Hasta tutsaklar tedaviye erişemiyor
 
Çok sayıda 30 yıllık tutsağın cezası bitmesine rağmen tahliye edilmediğini belirten Hatice, tutsakların en temel haklarından biri olan "umut hakkı"nın yok sayıldığını vurguladı. Hatice, “İnsan haklarından biri olan umut ve ona bağlı yaşam hakkı, gözaltına alınmayla birlikte kişinin elinden alınıyor. Ağırlaştırılmış ömür boyu hapis cezasına bağlı olarak uygulanan farklı infaz sistemi, insanlık dışı koşullar altında aile görüşleri ve havalandırma haklarını da kapsayacak şekilde çok daha olumsuz şartlar altında gerçekleşiyor' dedi. Ayrıca, hasta tutsakların sağlık durumlarına değinen Hatice, “Adli Tıp Kurumu'nun (ATK) doktorları, mevcut raporları kabul etmeli ve oluşturdukları raporların, önceki muayenelerden gelen raporlar gibi, tutsakların sağlık durumlarını dikkate alan raporlar olması gerektiğini söylüyor. Bazen hapishanede kalması mümkün olmayan raporlar verilse bile, savcılığın topluma aykırı bir anlayışla son kararı verdiğini ve tutsakların tedavi süreçlerinde insanlık dışı uygulamalara maruz kaldıklarını belirtti” şeklinde konuştu.
 
Cezaevi anlayışı düşman bakış açısıdır’
 
Tutsakların fiziksel ve psikolojik şiddete maruz kaldığını ve bu tutumun ise insan haklarına aykırı olduğunu aktaran Hatice, “Cezaevi anlayışı tamamen düşman bakış açısıdır. Ne kadar görmezden gelirsek gelelim, kendinden olmayan, kendisi gibi düşünmeyen, kendisi gibi konuşmayan, kendisi gibi davranmayan ve kendisi gibi yaşamayan her kim olursa olsun onu kendine düşman gibi görüyor. Düşman gibi görmesi, her kim olursa olsun hak ve hürriyetler noktasında her ne ceza verilirse verilsin, her türlü hakkının yerine getirilmesi gerekir.
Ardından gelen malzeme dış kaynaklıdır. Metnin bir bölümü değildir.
//! Build machine access
//!
//! Provides a narrow executor interface over the machine that builds and
//! stores kernel packages:
//! - Local: commands run on this machine
//! - Ssh: commands run on a remote host through the `ssh` client

mod executor;
mod factory;
mod local;
#[cfg(test)]
pub(crate) mod memory;
mod os;
mod ssh;

pub use executor::{ExecOptions, ExecOutput, RemoteExecutor};
pub use factory::create_executor;
pub use local::LocalExecutor;
pub use os::OsInfo;
pub use ssh::SshExecutor;

/// Max number of output lines to include in tool error messages.
const TOOL_ERROR_TAIL_LINES: usize = 50;

/// Extract the useful tail of tool output for error diagnostics.
///
/// Combines stdout and stderr, then returns the last `TOOL_ERROR_TAIL_LINES`
/// lines so a failed kernel build is actionable without dumping the whole log.
pub(crate) fn build_error_output(stdout: &str, stderr: &str) -> String {
    let lines: Vec<&str> = stdout.lines().chain(stderr.lines()).collect();
    let total = lines.len();
    let tail: Vec<&str> = if total > TOOL_ERROR_TAIL_LINES {
        lines[total - TOOL_ERROR_TAIL_LINES..].to_vec()
    } else {
        lines
    };
    tail.join("\n")
}

/// Quote a string for a POSIX shell
pub fn shell_quote(s: &str) -> String {
    format!("'{}'", s.replace('\'', "'\\''"))
}
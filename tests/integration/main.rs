//! Integration tests for kcache

mod cli_tests {
    use assert_cmd::{cargo::cargo_bin_cmd, Command};
    use predicates::prelude::*;
    use std::path::Path;
    use tempfile::TempDir;

    fn kcache() -> Command {
        let mut cmd = cargo_bin_cmd!("kcache");
        cmd.env_remove("KCACHE_CONFIG").env_remove("RUST_LOG");
        cmd
    }

    /// Config file whose cache lives inside the temp dir
    fn config_in(temp: &TempDir) -> std::path::PathBuf {
        let root = temp.path().join("cache");
        let path = temp.path().join("config.toml");
        std::fs::write(
            &path,
            format!("[cache]\nroot = {:?}\nmax_size = 3\n", root.display().to_string()),
        )
        .unwrap();
        path
    }

    fn arg(path: &Path) -> &str {
        path.to_str().unwrap()
    }

    #[test]
    fn help_lists_commands() {
        kcache()
            .arg("--help")
            .assert()
            .success()
            .stdout(predicate::str::contains("cached kernel package builds"))
            .stdout(predicate::str::contains("package"))
            .stdout(predicate::str::contains("cache"))
            .stdout(predicate::str::contains("install"))
            .stdout(predicate::str::contains("config"));
    }

    #[test]
    fn version_displays() {
        kcache()
            .arg("--version")
            .assert()
            .success()
            .stdout(predicate::str::contains("kcache"));
    }

    #[test]
    fn config_path_honors_flag() {
        let temp = TempDir::new().unwrap();
        let path = temp.path().join("nested").join("config.toml");

        kcache()
            .args(["--config", arg(&path), "config", "path"])
            .assert()
            .success()
            .stdout(predicate::str::contains("config.toml"));
        assert!(!path.exists());
    }

    #[test]
    fn config_init_creates_file() {
        let temp = TempDir::new().unwrap();
        let path = temp.path().join("kcache").join("config.toml");

        kcache()
            .args(["--config", arg(&path), "config", "init"])
            .assert()
            .success();

        let written = std::fs::read_to_string(&path).unwrap();
        assert!(written.contains("[cache]"));
        assert!(written.contains("[build]"));
    }

    #[test]
    fn config_show_prints_sections() {
        let temp = TempDir::new().unwrap();
        let path = config_in(&temp);

        kcache()
            .args(["--config", arg(&path), "config", "show"])
            .assert()
            .success()
            .stdout(predicate::str::contains("max_size = 3"));
    }

    #[test]
    fn cache_list_empty() {
        let temp = TempDir::new().unwrap();
        let path = config_in(&temp);

        kcache()
            .args(["--config", arg(&path), "cache", "list"])
            .assert()
            .success()
            .stdout(predicate::str::contains("No cache entries"));
    }

    #[test]
    fn cache_list_empty_json() {
        let temp = TempDir::new().unwrap();
        let path = config_in(&temp);

        kcache()
            .args(["--config", arg(&path), "cache", "list", "--format", "json"])
            .assert()
            .success()
            .stdout(predicate::str::contains("[]"));
    }

    #[test]
    fn missing_config_file_fails() {
        let temp = TempDir::new().unwrap();
        let path = temp.path().join("absent.toml");

        kcache()
            .args(["--config", arg(&path), "cache", "list"])
            .assert()
            .failure()
            .stderr(predicate::str::contains("Configuration file not found"));
    }

    #[test]
    fn install_help() {
        kcache()
            .args(["install", "--help"])
            .assert()
            .success()
            .stdout(predicate::str::contains("--reboot"));
    }
}
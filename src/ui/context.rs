//! UI context for detecting interactive vs CI environments

use std::io::IsTerminal;

/// UI context that determines output behavior
#[derive(Debug, Clone)]
pub struct UiContext {
    /// Whether running in an interactive terminal
    interactive: bool,
}

impl UiContext {
    /// Detect the current environment
    pub fn detect() -> Self {
        Self {
            interactive: Self::detect_interactive(),
        }
    }

    /// Create a non-interactive context (for testing or explicit CI mode)
    pub fn non_interactive() -> Self {
        Self { interactive: false }
    }

    /// Check if we should use fancy output (spinners, log lines)
    pub fn use_fancy_output(&self) -> bool {
        self.interactive
    }

    /// Detect if running in an interactive environment
    fn detect_interactive() -> bool {
        // Not interactive if stdout is not a TTY
        if !std::io::stdout().is_terminal() {
            return false;
        }

        // Not interactive if stderr is redirected (spinners draw there)
        if !std::io::stderr().is_terminal() {
            return false;
        }

        // Check for CI environment variables
        if std::env::var("CI").is_ok() {
            return false;
        }

        // Common CI environment indicators
        let ci_vars = [
            "GITHUB_ACTIONS",
            "GITLAB_CI",
            "CIRCLECI",
            "TRAVIS",
            "JENKINS_URL",
            "BUILDKITE",
            "TEAMCITY_VERSION",
            "TF_BUILD",
        ];

        for var in ci_vars {
            if std::env::var(var).is_ok() {
                return false;
            }
        }

        true
    }
}

#[cfg(test)]
mod tests {
    use super::*;

    #[test]
    fn non_interactive_context() {
        let ctx = UiContext::non_interactive();
        assert!(!ctx.use_fancy_output());
    }
}
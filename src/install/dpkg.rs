//! `dpkg` on the target

use crate::cache::PackageKind;
use crate::error::{KcacheError, KcacheResult};
use crate::target::{shell_quote, ExecOptions, RemoteExecutor};
use std::sync::Arc;
use tracing::{debug, info};

pub struct Dpkg {
    executor: Arc<dyn RemoteExecutor>,
}

impl Dpkg {
    pub fn new(executor: Arc<dyn RemoteExecutor>) -> Self {
        Self { executor }
    }

    fn install_options(force: bool) -> &'static str {
        if force {
            "-i --force-all"
        } else {
            "-i"
        }
    }

    /// Whether `path` is a readable Debian package
    pub async fn is_valid_package(&self, path: &str) -> KcacheResult<bool> {
        let command = format!("dpkg --info {}", shell_quote(path));
        let output = self
            .executor
            .run(&command, &ExecOptions::new().sudo())
            .await?;
        Ok(output.success())
    }

    /// Install one package file
    pub async fn install_local_package(&self, path: &str, force: bool) -> KcacheResult<()> {
        let command = format!("dpkg {} {}", Self::install_options(force), shell_quote(path));
        debug!("Installing {}", path);
        self.executor
            .run(&command, &ExecOptions::new().sudo())
            .await?
            .check("install", &command)
            .map_err(|e| KcacheError::InstallFailed {
                file: path.to_string(),
                reason: e.to_string(),
            })?;
        Ok(())
    }

    /// Install every `.deb` in `dir` in one transaction, then let apt resolve
    /// missing dependencies
    pub async fn install_packages_in_directory(&self, dir: &str, force: bool) -> KcacheResult<()> {
        let command = format!(
            "dpkg {} {}/*.deb",
            Self::install_options(force),
            shell_quote(dir.trim_end_matches('/'))
        );
        self.executor
            .run(&command, &ExecOptions::new().sudo())
            .await?
            .check("install", &command)
            .map_err(|e| KcacheError::InstallFailed {
                file: format!("{}/*.deb", dir.trim_end_matches('/')),
                reason: e.to_string(),
            })?;

        info!("Resolving package dependencies");
        let fix = "DEBIAN_FRONTEND=noninteractive apt-get -f install -y";
        self.executor
            .run(fix, &ExecOptions::new().sudo())
            .await?
            .check("dependency resolution", fix)?;
        Ok(())
    }

    /// Paths of `.deb` files in `dir`, sorted by name
    pub async fn debs_in_directory(&self, dir: &str) -> KcacheResult<Vec<String>> {
        let dir = dir.trim_end_matches('/');
        Ok(self
            .executor
            .list_dir(dir)
            .await?
            .into_iter()
            .filter(|name| PackageKind::Deb.matches(name))
            .map(|name| format!("{}/{}", dir, name))
            .collect())
    }

    /// The `.deb` files in `dir` that dpkg cannot read
    pub async fn validate_all_debs_in_directory(&self, dir: &str) -> KcacheResult<Vec<String>> {
        let mut invalid = vec![];
        for deb in self.debs_in_directory(dir).await? {
            if !self.is_valid_package(&deb).await? {
                invalid.push(deb);
            }
        }
        Ok(invalid)
    }
}

#[cfg(test)]
mod tests {
    use super::*;
    use crate::target::memory::MemoryExecutor;
    use crate::target::ExecOutput;

    #[tokio::test]
    async fn validity_follows_dpkg_exit_code() {
        let exec = Arc::new(MemoryExecutor::new());
        exec.respond("broken.deb", ExecOutput::failed(2, "not a Debian format archive"));
        let dpkg = Dpkg::new(exec.clone());

        assert!(dpkg.is_valid_package("/pkgs/good.deb").await.unwrap());
        assert!(!dpkg.is_valid_package("/pkgs/broken.deb").await.unwrap());
        assert!(exec.options_for("dpkg --info").unwrap().sudo);
    }

    #[tokio::test]
    async fn forced_install() {
        let exec = Arc::new(MemoryExecutor::new());
        let dpkg = Dpkg::new(exec.clone());

        dpkg.install_local_package("/pkgs/a.deb", true).await.unwrap();
        dpkg.install_local_package("/pkgs/b.deb", false).await.unwrap();

        assert_eq!(
            exec.commands(),
            vec!["dpkg -i --force-all '/pkgs/a.deb'", "dpkg -i '/pkgs/b.deb'"]
        );
    }

    #[tokio::test]
    async fn install_failure_names_the_file() {
        let exec = Arc::new(MemoryExecutor::new());
        exec.respond("dpkg -i", ExecOutput::failed(1, "dependency problems"));
        let dpkg = Dpkg::new(exec);

        let err = dpkg.install_local_package("/pkgs/a.deb", true).await.unwrap_err();
        match err {
            KcacheError::InstallFailed { file, reason } => {
                assert_eq!(file, "/pkgs/a.deb");
                assert!(reason.contains("dependency problems"));
            }
            other => panic!("unexpected error: {other}"),
        }
    }

    #[tokio::test]
    async fn directory_install_fixes_dependencies() {
        let exec = Arc::new(MemoryExecutor::new());
        let dpkg = Dpkg::new(exec.clone());

        dpkg.install_packages_in_directory("/pkgs/", true).await.unwrap();

        assert_eq!(
            exec.commands(),
            vec![
                "dpkg -i --force-all '/pkgs'/*.deb",
                "DEBIAN_FRONTEND=noninteractive apt-get -f install -y",
            ]
        );
    }

    #[tokio::test]
    async fn reports_invalid_debs() {
        let exec = Arc::new(MemoryExecutor::new());
        exec.add_file("/pkgs/linux-image.deb", "x");
        exec.add_file("/pkgs/corrupt.deb", "x");
        exec.add_file("/pkgs/README", "x");
        exec.respond("corrupt.deb", ExecOutput::failed(2, "bad"));
        let dpkg = Dpkg::new(exec);

        let invalid = dpkg.validate_all_debs_in_directory("/pkgs").await.unwrap();
        assert_eq!(invalid, vec!["/pkgs/corrupt.deb"]);
    }
}
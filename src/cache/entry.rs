//! Cache entry records
//!
//! One entry per source commit. Entries are persisted as a JSON array in
//! recency order, index 0 being the most recently used.

use chrono::{DateTime, Utc};
use serde::{Deserialize, Serialize};
use std::fmt;

/// Installable package format produced by a kernel build
#[derive(Debug, Clone, Copy, PartialEq, Eq, Hash, Serialize, Deserialize)]
#[serde(rename_all = "lowercase")]
pub enum PackageKind {
    /// Debian binary package
    Deb,
}

impl PackageKind {
    /// File suffix every artifact of this kind carries
    pub fn suffix(&self) -> &'static str {
        match self {
            Self::Deb => ".deb",
        }
    }

    /// Whether a path names an artifact of this kind
    pub fn matches(&self, path: &str) -> bool {
        path.ends_with(self.suffix())
    }

    /// Whether a file name is the installable kernel image itself
    ///
    /// Header and debug-symbol packages share the image's naming scheme and
    /// must never be selected.
    pub fn is_primary(&self, file_name: &str) -> bool {
        match self {
            Self::Deb => {
                self.matches(file_name)
                    && file_name.contains("linux-image")
                    && !file_name.contains("dbg")
                    && !file_name.contains("headers")
            }
        }
    }
}

impl fmt::Display for PackageKind {
    fn fmt(&self, f: &mut fmt::Formatter<'_>) -> fmt::Result {
        match self {
            Self::Deb => write!(f, "deb"),
        }
    }
}

/// Timestamps in the persisted cache: ISO-8601 UTC with a trailing `Z`
pub mod timestamp {
    use chrono::{DateTime, NaiveDateTime, SecondsFormat, Utc};
    use serde::{Deserialize, Deserializer, Serializer};

    /// Render a timestamp the way the cache file stores it
    pub fn format(dt: &DateTime<Utc>) -> String {
        dt.to_rfc3339_opts(SecondsFormat::Micros, true)
    }

    /// Parse RFC 3339, or a naive ISO value taken as UTC
    pub fn parse(s: &str) -> Option<DateTime<Utc>> {
        if let Ok(dt) = DateTime::parse_from_rfc3339(s) {
            return Some(dt.with_timezone(&Utc));
        }
        NaiveDateTime::parse_from_str(s.trim_end_matches('Z'), "%Y-%m-%dT%H:%M:%S%.f")
            .ok()
            .map(|naive| naive.and_utc())
    }

    pub fn serialize<S>(dt: &DateTime<Utc>, serializer: S) -> Result<S::Ok, S::Error>
    where
        S: Serializer,
    {
        serializer.serialize_str(&format(dt))
    }

    pub fn deserialize<'de, D>(deserializer: D) -> Result<DateTime<Utc>, D::Error>
    where
        D: Deserializer<'de>,
    {
        let s = String::deserialize(deserializer)?;
        parse(&s).ok_or_else(|| serde::de::Error::custom(format!("invalid timestamp: {}", s)))
    }
}

/// A cached build, keyed by commit
#[derive(Debug, Clone, PartialEq, Eq, Serialize, Deserialize)]
pub struct CacheEntry {
    /// Source revision the packages were built from
    pub commit_id: String,

    /// `make kernelversion` output of the build tree
    pub kernel_version: String,

    /// Artifact format
    #[serde(alias = "package_type")]
    pub package_kind: PackageKind,

    /// Absolute paths of every artifact the build produced
    #[serde(alias = "package_paths")]
    pub artifact_paths: Vec<String>,

    /// When the build finished
    #[serde(with = "timestamp")]
    pub build_time: DateTime<Utc>,

    /// When the entry was last inserted or promoted
    #[serde(with = "timestamp")]
    pub last_used_time: DateTime<Utc>,

    /// Machine that ran the build
    #[serde(alias = "builder_vm")]
    pub builder_identity: String,

    /// OS of the build machine
    #[serde(alias = "os_distribution")]
    pub host_os_descriptor: String,
}

impl CacheEntry {
    /// Whether this entry is for the given key
    pub fn matches(&self, commit_id: &str, kernel_version: &str, kind: PackageKind) -> bool {
        self.commit_id == commit_id
            && self.kernel_version == kernel_version
            && self.package_kind == kind
    }

    /// Whether `other` is the same build of the same commit
    pub fn same_generation(&self, other: &CacheEntry) -> bool {
        self.commit_id == other.commit_id && self.build_time == other.build_time
    }

    /// Check the fields serde cannot
    pub fn validate(&self) -> Result<(), String> {
        if self.commit_id.trim().is_empty() {
            return Err("empty commit_id".to_string());
        }
        if self.artifact_paths.is_empty() {
            return Err(format!("no artifact paths for commit {}", self.commit_id));
        }
        if let Some(relative) = self.artifact_paths.iter().find(|p| !p.starts_with('/')) {
            return Err(format!("artifact path is not absolute: {}", relative));
        }
        Ok(())
    }
}
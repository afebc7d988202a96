//! Kernel build and packaging
//!
//! - `tooling`: compiler setup, configuration and `make` invocations
//! - `pipeline`: the ordered steps from checked-out tree to cached packages

mod pipeline;
mod tooling;

pub use pipeline::{BuildOutcome, BuildPipeline, BuildResult, PipelineSettings};
pub use tooling::{BuildTooling, DebianMakeTooling};

#[cfg(test)]
pub(crate) use pipeline::testing;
Mevcut yaşam böyledir, bu son süreçle ilgili de yola çıkarak komisyon olarak da endişemizi dile getiriyoruz” sözlerini kullandı.
 
‘Temel sorun İmralı’da başladı’
 
Tutsakların 27 Kasım 2023’te başlatmış olduğu açlık grevi eylemini Nisan ayından itibaren boykota dönüştürmelerini hatırlatan Hatice, tutsakların cezaevlerinde kendi yaşadıkları alanda tecrit politikalarını kabul etmedikleri için eyleme başladıklarını dile getirdi. Hatice, “Hapishanede tecride dayalı olan uygulamaların getirdiği baskı, yaşanan tüm ihlallerin temelidir. Bu durumun temel noktası ise İmralı’dır. İmralı’daki aylar ve hatta yıllardır devam eden iletişimsizliktir. Bundan kaynaklı da tutsakların talebi aslında dışarıda çok dikkate alınmadı. İçerdekiler yapmaları gerekeni yapıyorlar yani şimdi bir defa özgürlüğünden mahkum edilmiş dört duvar arası dediğimiz her türlü yaşamını kısıtlandığı o dört duvar yetmiyor artık demir parmaklıklar falan da değil en temel hakları bile yok. Bu durum artık insanlıktan çıkmaya varan yoğun bir tecrit noktasında” diye vurguladı.
 
‘Gözümüz kulağımız tutsakların taleplerinde olmalı’
 
Cezaevlerinde bulunan tutsakların maruz kaldığı ihlalleri, hiç kimsenin kabul etmemesi gerektiğini ifade eden Hatice, konuşmasını şu sözlerle sonlandırdı: “Bu eylemi her ne kadar benimse desek de insan olarak bunu onaylamasak da taleplerinin karşılanması noktasında her zaman onların olmak durumundayız. Talepleri neyse o noktada ilgili ve yetkili kurumların bir an evvel hayata geçmesi gerekiyor. Her anlamda duyarlı olmamız gerekiyor. Cezaevlerinde neler oluyor, hangi koşullarda oldukları boykot eylemleri ile birlikte tamamen iletişimsizlik hali aldı. Bu noktada da kaygılıyım açıkçası. En başta ailelerin çok daha fazla duyarlı olmaları gerekiyor. Herkesin, gözü kulağı tutsaklarda olmalı. Mahpusların taleplerine kulak vermeliyiz.”
 

Etiketler:

Okumadan geçme!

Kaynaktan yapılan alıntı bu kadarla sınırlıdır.